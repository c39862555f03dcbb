//! Repository abstractions for data access.
//!
//! Repositories provide a clean interface for database operations,
//! hiding the `SeaORM` implementation details from the rest of the
//! application. Every mutating operation runs inside a single database
//! transaction so balances, versions, and history stay consistent.

pub mod account;
pub mod error;
pub mod reconciliation;
pub mod status;
pub mod transaction;

pub use account::{AccountRepository, CreateAccountInput};
pub use error::StoreError;
pub use reconciliation::ReconciliationRepository;
pub use status::StatusRepository;
pub use transaction::{TransactionFilter, TransactionRepository, TransactionWithSplits};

## [Aim of the exercise]
Extract the complete listing above, reproducing each line exactly.

## [Answer for the task]
repository c39862555f03dcbb
//! Repository abstractions for data access.
//!
//! Repositories provide a clean interface for database operations,
//! hiding the `SeaORM` implementation details from the rest of the
//! application. Every mutating operation runs inside a single database
//! transaction so balances, versions, and history stay consistent.

pub mod account;
pub mod error;
pub mod reconciliation;
pub mod status;
pub mod transaction;

pub use account::{AccountRepository, CreateAccountInput};
pub use error::StoreError;
pub use reconciliation::ReconciliationRepository;
pub use status::StatusRepository;
pub use transaction::{TransactionFilter, TransactionRepository, TransactionWithSplits};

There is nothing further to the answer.